Otto splendidi brani intrisi di poesia sono racchiusi in un artwork sobrio ed evocativo: si tratta di un disegno a carboncino, realizzato dallo stesso Grimm all’età di 12 anni, che rappresenta un bosco di sempreverdi. Sulla destra, isolato, compare un albero spoglio, senza foglie. Mentre gli esemplari della foresta, fitti gli uni accanto agli altri, si stagliano verso il cielo, le loro cime protese in direzione dell’infinito, il loro fratello un po’ contorto e mutilato dalle intemperie della fredda stagione invernale, rievocata dai contorni bianchi che potrebbero alludere alla brina o alla neve, se ne sta solo e malinconico.
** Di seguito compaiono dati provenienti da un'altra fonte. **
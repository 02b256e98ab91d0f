//! Procfile and `.env` parsing.
//!
//! A Procfile is a list of `name: command` lines. Commented entries of the same
//! shape (`# name: command`) declare disabled processes, which can be
//! re-enabled by uncommenting them in place.

use std::collections::{HashMap, HashSet};
use std::fs;
use std::path::{Path, PathBuf};

use anyhow::{bail, Context, Result};
use serde::{Deserialize, Serialize};

use crate::registry::ProcessDecl;

#[derive(Debug, Clone, PartialEq, Eq, Serialize, Deserialize)]
pub struct ProcessDefinition {
    pub name: String,
    pub command: String,
    pub disabled: bool,
}

impl ProcessDefinition {
    pub fn decl(&self) -> ProcessDecl {
        ProcessDecl::new(self.name.clone(), self.disabled)
    }
}

/// Parses Procfile content into definitions.
///
/// Active entries come first in file order, followed by commented entries
/// whose name is not already taken. Each name appears at most once.
pub fn parse_procfile(content: &str) -> Vec<ProcessDefinition> {
    let mut definitions = Vec::new();
    let mut seen = HashSet::new();

    for line in content.lines().map(str::trim) {
        if line.is_empty() || line.starts_with('#') {
            continue;
        }
        if let Some((name, command)) = split_entry(line) {
            if seen.insert(name.to_string()) {
                definitions.push(ProcessDefinition {
                    name: name.to_string(),
                    command: command.to_string(),
                    disabled: false,
                });
            } else {
                tracing::warn!(process = name, "duplicate Procfile entry ignored");
            }
        }
    }

    for line in content.lines().map(str::trim) {
        let Some(body) = line.strip_prefix('#') else {
            continue;
        };
        if let Some((name, command)) = split_entry(body.trim()) {
            if seen.insert(name.to_string()) {
                definitions.push(ProcessDefinition {
                    name: name.to_string(),
                    command: command.to_string(),
                    disabled: true,
                });
            }
        }
    }

    definitions
}

fn split_entry(line: &str) -> Option<(&str, &str)> {
    let (name, command) = line.split_once(':')?;
    let (name, command) = (name.trim(), command.trim());
    if name.is_empty() || command.is_empty() {
        return None;
    }
    Some((name, command))
}

pub fn read_procfile(path: &Path) -> Result<Vec<ProcessDefinition>> {
    let raw = fs::read_to_string(path)
        .with_context(|| format!("failed to read Procfile {}", path.display()))?;
    Ok(parse_procfile(&raw))
}

/// Uncomments the first disabled entry for `name`, keeping its indentation.
pub fn enable_in_procfile(content: &str, name: &str) -> Result<String> {
    let mut lines: Vec<String> = content.split('\n').map(str::to_string).collect();
    let mut found = false;

    for line in lines.iter_mut() {
        let trimmed = line.trim_start();
        let Some(body) = trimmed.strip_prefix('#') else {
            continue;
        };
        let matches_name = split_entry(body.trim()).is_some_and(|(entry, _)| entry == name);
        if matches_name {
            let indent = &line[..line.len() - trimmed.len()];
            *line = format!("{}{}", indent, body.trim_start());
            found = true;
            break;
        }
    }

    if !found {
        bail!("process {} not found as disabled", name);
    }
    Ok(lines.join("\n"))
}

/// Rewrites the Procfile at `path` with `name` enabled.
pub fn enable_in_file(path: &Path, name: &str) -> Result<()> {
    let raw = fs::read_to_string(path)
        .with_context(|| format!("failed to read Procfile {}", path.display()))?;
    let updated = enable_in_procfile(&raw, name)?;
    fs::write(path, updated)
        .with_context(|| format!("failed to write Procfile {}", path.display()))?;
    Ok(())
}

/// Parses `KEY=VALUE` lines. Blank keys are ignored; later keys win.
pub fn parse_env(content: &str) -> HashMap<String, String> {
    let mut env = HashMap::new();
    for line in content.lines().map(str::trim) {
        if line.is_empty() || line.starts_with('#') {
            continue;
        }
        let Some((key, value)) = line.split_once('=') else {
            continue;
        };
        let key = key.trim();
        if key.is_empty() {
            continue;
        }
        env.insert(key.to_string(), unquote(value.trim()).to_string());
    }
    env
}

fn unquote(value: &str) -> &str {
    for quote in ['"', '\''] {
        if value.len() >= 2 && value.starts_with(quote) && value.ends_with(quote) {
            return &value[1..value.len() - 1];
        }
    }
    value
}

/// The `.env` file next to a Procfile, if there is one.
pub fn find_env_file(procfile: &Path) -> Option<PathBuf> {
    let dir = procfile.parent().unwrap_or_else(|| Path::new("."));
    let candidate = dir.join(".env");
    candidate.is_file().then_some(candidate)
}

pub fn read_env_file(path: &Path) -> Result<HashMap<String, String>> {
    let raw = fs::read_to_string(path)
        .with_context(|| format!("failed to read env file {}", path.display()))?;
    Ok(parse_env(&raw))
}

#[cfg(test)]
mod tests {
    use super::*;

    #[test]
    fn parses_active_entries() {
        let content = "# Test Procfile\nalpha: echo A\nbeta: echo B\ngamma: echo C\n";
        let defs = parse_procfile(content);
        let pairs: Vec<_> = defs
            .iter()
            .map(|d| (d.name.as_str(), d.command.as_str(), d.disabled))
            .collect();
        assert_eq!(
            pairs,
            vec![
                ("alpha", "echo A", false),
                ("beta", "echo B", false),
                ("gamma", "echo C", false),
            ]
        );
    }

    #[test]
    fn skips_blank_lines_and_plain_comments() {
        let content = "\n# This is a comment\nweb: echo web\n\n# Another comment\nworker: echo worker\n\n";
        assert_eq!(parse_procfile(content).len(), 2);
    }

    #[test]
    fn command_keeps_later_colons() {
        let defs = parse_procfile("web: python -m http.server --bind 0.0.0.0:8000");
        assert_eq!(defs[0].command, "python -m http.server --bind 0.0.0.0:8000");
    }

    #[test]
    fn commented_entries_become_disabled() {
        let content = "web: npm start\n# docs: mkdocs serve\n#web: old command\n# docs: duplicate\n";
        let defs = parse_procfile(content);
        assert_eq!(defs.len(), 2);
        assert_eq!(defs[1].name, "docs");
        assert_eq!(defs[1].command, "mkdocs serve");
        assert!(defs[1].disabled);
        assert!(!defs[0].disabled);
        assert_eq!(defs[0].command, "npm start");
    }

    #[test]
    fn duplicate_active_names_keep_first() {
        let defs = parse_procfile("web: one\nweb: two\n");
        assert_eq!(defs.len(), 1);
        assert_eq!(defs[0].command, "one");
    }

    #[test]
    fn enable_uncomments_and_keeps_indent() {
        let content = "web: npm start\n  # docs: mkdocs serve\n";
        let updated = enable_in_procfile(content, "docs").unwrap();
        assert_eq!(updated, "web: npm start\n  docs: mkdocs serve\n");
        let defs = parse_procfile(&updated);
        assert!(defs.iter().all(|d| !d.disabled));
    }

    #[test]
    fn enable_fails_for_missing_entry() {
        let err = enable_in_procfile("web: npm start\n", "docs").unwrap_err();
        assert!(err.to_string().contains("docs"));
    }

    #[test]
    fn enable_in_file_rewrites_procfile() {
        let dir = tempfile::tempdir().unwrap();
        let path = dir.path().join("Procfile");
        fs::write(&path, "web: a\n#worker: b\n").unwrap();
        enable_in_file(&path, "worker").unwrap();
        assert_eq!(fs::read_to_string(&path).unwrap(), "web: a\nworker: b\n");
    }

    #[test]
    fn parses_env_with_quotes() {
        let env = parse_env(
            "# comment\nPORT=3000\nNAME=\"my app\"\nTOKEN='abc=def'\n=skipped\nBROKEN\nEMPTY=\n",
        );
        assert_eq!(env.get("PORT").map(String::as_str), Some("3000"));
        assert_eq!(env.get("NAME").map(String::as_str), Some("my app"));
        assert_eq!(env.get("TOKEN").map(String::as_str), Some("abc=def"));
        assert_eq!(env.get("EMPTY").map(String::as_str), Some(""));
        assert_eq!(env.len(), 4);
    }

    #[test]
    fn finds_env_next_to_procfile() {
        let dir = tempfile::tempdir().unwrap();
        let procfile = dir.path().join("Procfile");
        fs::write(&procfile, "web: a\n").unwrap();
        assert_eq!(find_env_file(&procfile), None);
        fs::write(dir.path().join(".env"), "A=1\n").unwrap();
        assert_eq!(find_env_file(&procfile), Some(dir.path().join(".env")));
        let env = read_env_file(&dir.path().join(".env")).unwrap();
        assert_eq!(env.get("A").map(String::as_str), Some("1"));
    }
}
Nel ciclo della vita ci sono la primavera e l’inverno, lo sbocciare delle gemme e la caduta delle foglie, la nascita e la morte, e non possiamo che prenderne atto, anche se dolorosamente. Ma dobbiamo anche essere grati all’esistenza per i doni ricevuti, per la gioia che le persone care ci hanno donato e per le canzoni che i nostri amati musicisti hanno composto, anche se sono scomparsi troppo presto. Questo è dunque “Gone”, uno dei migliori album di quest’anno, ricco di lirismo, malinconia e speranza.